Scientists are trying to figure out where the radiation of gamma-ray bursts comes from. It lasts only a few seconds, but during this time more energy is emitted than the Sun can generate in 10 billion years.

Gamma-ray bursts are like rays shooting through the entire universe. Source:

Mysterious gamma-ray bursts

Gamma-ray bursts (GRBs) are powerful bursts of gamma radiation that usually generate more energy in a few seconds than the Sun produces in its ten-billion-year life. These transient phenomena have been one of the biggest mysteries in astrophysics since the accidental discovery in 1967 by a nuclear observation satellite. 

“Despite being studied for over fifty years, the mechanisms by which GRBs produce light are still unknown, a great mystery of modern astrophysics,” explains Jon Hakkila, lead author of the study. “Understanding GRBs helps us understand some of the most rapid and powerful light-producing mechanisms that Nature employs. GRBs are so bright, they can be seen over the breadth of the universe, and—because light travels at a finite velocity—they allow us to see back to the earliest times that stars existed.”

One of the reasons that this mystery still remains unsolved is the inability of theoretical models to provide a consistent explanation of the characteristics of gamma-ray bursts and their behavior on the light curve. In astronomy, this is what the graph of the dependence of the light intensity of a celestial object on time is called. Their study can provide important information about the physical processes that are behind various cosmic events, as well as help in forming theoretical ideas about their nature.

However, this process is greatly hindered by the fact that there are no two identical light curves of gamma-ray bursts, and the duration of radiation can vary from milliseconds to tens of minutes in the form of a series of energetic pulses. 

Gamma-ray burst pulses

Pulses are the basic units of measurement of GRB emission. They indicate the time when the gamma-ray burst begins and then fades away. At this time, there may be variations in brightness, which can sometimes occur over very short time intervals.

It is very difficult to understand how this can happen, because time moves only in one direction. The mechanism that produces light during a gamma-ray burst somehow produces a brightness pattern, and then subsequently generates the same pattern in reverse. It’s pretty weird, and that makes these events unique. It is believed that gamma radiation occurs in relativistic jets coming from newly formed black holes.
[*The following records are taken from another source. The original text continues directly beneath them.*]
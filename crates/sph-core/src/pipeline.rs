//! Simulation step pipeline.
//!
//! Owns the device, every particle buffer and the obstacle, and is driven by
//! an external loop through [`Pipeline::tick`]. A substep runs the stages in
//! a fixed order, each a full barrier for the next:
//!
//! 1. external forces (velocity, predicted position)
//! 2. spatial hash
//! 3. sort + bucket offsets
//! 4. density
//! 5. pressure, then viscosity
//! 6. position update with boundary and obstacle collisions
//!
//! Substep counters and step notifications only advance after all six
//! stages succeeded.

use std::mem;
use std::sync::mpsc;

use glam::Vec2;
use log::{error, info, warn};

use crate::config::SimulationSettings;
use crate::control::{Command, ControlState, ControlStateMachine, FrameGate, SkipReason};
use crate::device::Device;
use crate::error::SimError;
use crate::obstacle::{ObstacleMesh, ObstacleSet};
use crate::params::{InteractionInput, StepUniforms, UniformBuffer};
use crate::particle::ParticleBuffers;
use crate::space::{Dim2, Dim3, Space};
use crate::spawner::SpawnData;
use crate::stages;

pub type Pipeline2D = Pipeline<Dim2>;
pub type Pipeline3D = Pipeline<Dim3>;

/// Fired once per completed substep.
#[derive(Clone, Copy, Debug, PartialEq, Eq)]
pub struct StepCompleted;

#[derive(Clone, Copy, Debug, PartialEq)]
pub struct FrameReport {
    pub gate: FrameGate,
    pub ran: bool,
    /// Substeps run this frame.
    pub substeps: u32,
    pub delta_time: f32,
    /// Substeps run since creation, resets excluded.
    pub total_substeps: u64,
}

/// Read-only particle state for a renderer.
pub struct DisplayView<'a, S: Space> {
    pub positions: &'a [S::Vector],
    pub velocities: &'a [S::Vector],
    pub num_particles: usize,
}

impl<S: Space> DisplayView<'_, S> {
    pub fn position_bytes(&self) -> &[u8] {
        bytemuck::cast_slice(self.positions)
    }

    pub fn velocity_bytes(&self) -> &[u8] {
        bytemuck::cast_slice(self.velocities)
    }
}

pub struct Pipeline<S: Space> {
    device: Device,
    settings: SimulationSettings<S>,
    /// Set by [`Pipeline::settings_mut`]; the next frame re-sanitizes.
    settings_dirty: bool,
    input: InteractionInput<S>,
    spawn: SpawnData<S>,
    buffers: ParticleBuffers<S>,
    obstacle: Option<ObstacleSet<S>>,
    uniforms: UniformBuffer<StepUniforms<S>>,
    control: ControlStateMachine,
    frame_count: u64,
    total_substeps: u64,
    subscribers: Vec<mpsc::Sender<StepCompleted>>,
}

impl<S: Space> Pipeline<S> {
    pub fn new(
        mut device: Device,
        settings: SimulationSettings<S>,
        spawn: SpawnData<S>,
        obstacle: Option<&ObstacleMesh<S>>,
    ) -> Result<Self, SimError> {
        let settings = checked(settings);
        let n = spawn.len();
        let mut buffers = ParticleBuffers::allocate(&mut device, n, settings.table_size(n));
        buffers.seed(&spawn)?;
        let obstacle = obstacle
            .filter(|mesh| !mesh.is_empty())
            .map(|mesh| ObstacleSet::new(&mut device, mesh));
        let input = InteractionInput::idle();
        let uniforms = UniformBuffer::new(StepUniforms::marshal(&settings, &input, 0.0, n));
        let control = ControlStateMachine::new(settings.start_paused);

        info!(
            "{} pipeline: {} particles, {} obstacle triangles",
            S::NAME,
            n,
            obstacle.as_ref().map_or(0, |o| o.triangle_count())
        );

        Ok(Self {
            device,
            settings,
            settings_dirty: false,
            input,
            spawn,
            buffers,
            obstacle,
            uniforms,
            control,
            frame_count: 0,
            total_substeps: 0,
            subscribers: Vec::new(),
        })
    }

    /// Advance one frame of `frame_time` seconds (ignored in fixed time step
    /// mode). Runs `iterations_per_frame` substeps, or one after a single-step
    /// command, unless the control gate skips the frame.
    pub fn tick(&mut self, frame_time: f32) -> Result<FrameReport, SimError> {
        self.frame_count += 1;
        self.apply_settings();
        let fixed = self.settings.fixed_time_step;

        if self.settings.table_size(self.spawn.len()) != self.buffers.table_size() {
            warn!("hash table size changed, reallocating through reset");
            self.reset()?;
        }

        let gate = self.control.begin_frame(self.frame_count, fixed, self.settings.warmup_frames);
        let FrameGate::Run { substeps } = gate else {
            return Ok(self.report(gate, 0, 0.0));
        };

        let frame_time = if fixed {
            self.settings.fixed_delta_time
        } else {
            frame_time
        };
        let iterations = self.settings.iterations_per_frame.max(1);
        let delta_time = frame_time / iterations as f32 * self.settings.time_scale;
        let count = substeps.unwrap_or(iterations);

        self.marshal(delta_time);
        for _ in 0..count {
            if let Err(e) = self.step_marshaled() {
                error!("frame {} abandoned: {}", self.frame_count, e);
                return Err(e);
            }
        }
        self.control.end_frame(true);
        Ok(self.report(gate, count, delta_time))
    }

    /// Advance exactly one substep of `delta_time`, ignoring the control gate.
    pub fn run_step(&mut self, delta_time: f32) -> Result<(), SimError> {
        self.apply_settings();
        self.marshal(delta_time);
        self.step_marshaled()
    }

    /// Pause, then re-seed from the spawn data, run one step so derived
    /// fields (densities) are populated, and re-seed again. Reallocates when
    /// the particle count or hash table size no longer matches.
    pub fn reset(&mut self) -> Result<(), SimError> {
        self.control.reset();
        self.apply_settings();
        let n = self.spawn.len();
        let table_size = self.settings.table_size(n);
        if n != self.buffers.num_particles() || table_size != self.buffers.table_size() {
            let fresh = ParticleBuffers::allocate(&mut self.device, n, table_size);
            let stale = mem::replace(&mut self.buffers, fresh);
            stale.release(&mut self.device);
        }

        self.buffers.seed(&self.spawn)?;
        let iterations = self.settings.iterations_per_frame.max(1);
        let delta_time = self.settings.fixed_delta_time / iterations as f32;
        self.marshal(delta_time * self.settings.time_scale);
        let stepped = self.run_stages();
        self.buffers.seed(&self.spawn)?;
        stepped?;

        info!("{} pipeline reset: {} particles", S::NAME, n);
        Ok(())
    }

    /// Replace the spawn data and reset.
    pub fn respawn(&mut self, spawn: SpawnData<S>) -> Result<(), SimError> {
        self.spawn = spawn;
        self.reset()
    }

    pub fn command(&mut self, command: Command) -> Result<(), SimError> {
        if self.control.apply(command) {
            self.reset()?;
        }
        Ok(())
    }

    pub fn settings(&self) -> &SimulationSettings<S> {
        &self.settings
    }

    /// Changes are sanitized and take effect at the start of the next
    /// frame, step or reset.
    pub fn settings_mut(&mut self) -> &mut SimulationSettings<S> {
        self.settings_dirty = true;
        &mut self.settings
    }

    pub fn set_settings(&mut self, settings: SimulationSettings<S>) {
        self.settings = checked(settings);
        self.settings_dirty = false;
    }

    pub fn set_interaction(&mut self, input: InteractionInput<S>) {
        self.input = input;
    }

    /// Replace the obstacle mesh, or remove it with `None`.
    pub fn set_obstacle(&mut self, mesh: Option<&ObstacleMesh<S>>) {
        let fresh = mesh
            .filter(|mesh| !mesh.is_empty())
            .map(|mesh| ObstacleSet::new(&mut self.device, mesh));
        if let Some(stale) = mem::replace(&mut self.obstacle, fresh) {
            let mut idle = self.device.drain();
            stale.release(&mut idle);
        }
    }

    /// New world-space vertices for the obstacle (same topology). The AABBs
    /// are rebuilt before the next substep.
    pub fn move_obstacle(&mut self, vertices: &[S::Vector]) -> Result<(), SimError> {
        match self.obstacle.as_mut() {
            Some(obstacle) => obstacle.set_vertices(vertices),
            None => Err(SimError::InvalidObstacle("no obstacle to move".into())),
        }
    }

    pub fn obstacle(&self) -> Option<&ObstacleSet<S>> {
        self.obstacle.as_ref()
    }

    pub fn display(&mut self) -> DisplayView<'_, S> {
        self.device.wait_idle();
        DisplayView {
            positions: self.buffers.position.as_slice(),
            velocities: self.buffers.velocity.as_slice(),
            num_particles: self.buffers.num_particles(),
        }
    }

    pub fn densities(&mut self) -> &[Vec2] {
        self.device.wait_idle();
        self.buffers.density.as_slice()
    }

    pub fn collision_flags(&mut self) -> &[u32] {
        self.device.wait_idle();
        self.buffers.collision_flag.as_slice()
    }

    /// A receiver that gets one [`StepCompleted`] per substep. Dropped
    /// receivers are pruned on the next notification.
    pub fn subscribe(&mut self) -> mpsc::Receiver<StepCompleted> {
        let (tx, rx) = mpsc::channel();
        self.subscribers.push(tx);
        rx
    }

    pub fn num_particles(&self) -> usize {
        self.buffers.num_particles()
    }

    pub fn control_state(&self) -> ControlState {
        self.control.state()
    }

    pub fn frame_count(&self) -> u64 {
        self.frame_count
    }

    pub fn total_substeps(&self) -> u64 {
        self.total_substeps
    }

    pub fn uniforms(&self) -> &StepUniforms<S> {
        self.uniforms.get()
    }

    pub fn device(&self) -> &Device {
        &self.device
    }

    pub fn device_mut(&mut self) -> &mut Device {
        &mut self.device
    }

    /// Drain outstanding work, release every buffer and hand the device back.
    pub fn shutdown(mut self) -> Device {
        if self.device.is_lost() {
            warn!("{} pipeline shutting down on a lost device", S::NAME);
        }
        if let Some(obstacle) = self.obstacle.take() {
            let mut idle = self.device.drain();
            obstacle.release(&mut idle);
        }
        self.buffers.release(&mut self.device);
        info!("{} pipeline shut down after {} substeps", S::NAME, self.total_substeps);
        self.device
    }

    fn apply_settings(&mut self) {
        if mem::take(&mut self.settings_dirty) {
            self.settings = checked(self.settings.clone());
        }
    }

    fn marshal(&mut self, delta_time: f32) {
        let uniforms = StepUniforms::marshal(
            &self.settings,
            &self.input,
            delta_time,
            self.buffers.num_particles(),
        );
        self.uniforms.write(uniforms);
    }

    fn step_marshaled(&mut self) -> Result<(), SimError> {
        self.run_stages()?;
        self.total_substeps += 1;
        self.subscribers.retain(|tx| tx.send(StepCompleted).is_ok());
        Ok(())
    }

    fn run_stages(&mut self) -> Result<(), SimError> {
        if self.buffers.num_particles() == 0 {
            return Ok(());
        }
        let u = *self.uniforms.get();
        let device = &mut self.device;
        let b = &mut self.buffers;

        if let Some(obstacle) = self.obstacle.as_mut() {
            obstacle.refresh(device)?;
        }
        stages::external_forces(device, b, &u)?;
        stages::spatial_hash(device, b, &u)?;
        stages::sort_and_offsets(device, b)?;
        stages::density(device, b, &u)?;
        stages::pressure(device, b, &u)?;
        stages::viscosity(device, b, &u)?;
        stages::update_positions(device, b, &u, self.obstacle.as_ref())?;
        Ok(())
    }

    fn report(&self, gate: FrameGate, substeps: u32, delta_time: f32) -> FrameReport {
        FrameReport {
            gate,
            ran: gate.runs(),
            substeps,
            delta_time,
            total_substeps: self.total_substeps,
        }
    }
}

impl FrameReport {
    pub fn skipped_because(&self) -> Option<SkipReason> {
        match self.gate {
            FrameGate::Skip(reason) => Some(reason),
            FrameGate::Run { .. } => None,
        }
    }
}

/// Sanitize settings and log whatever sanitizing could not fix.
fn checked<S: Space>(settings: SimulationSettings<S>) -> SimulationSettings<S> {
    let settings = settings.sanitized();
    for warning in settings.validate() {
        warn!("settings: {}", warning);
    }
    settings
}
Motion of relativistic jets

“In these models, the core of a dying massive star collapses to form a black hole, and material falling into the black hole is torn apart and redirected outward along two opposing beams, or jets,” Hakkila notes. “The jet material pointing in our direction is ejected outward at nearly the speed of light. Since the GRB is relatively short-lived, it has always been assumed that the jet remains pointing at us throughout the event. But the time-reversed pulse characteristics have been very hard to explain if they originate from within a nonmoving jet.”

In order to solve this problem, scientists have suggested that the jet still moves during the pulse. That is, part of the time it is not aimed directly at us. And this means that its source, whatever it is, must rotate very quickly.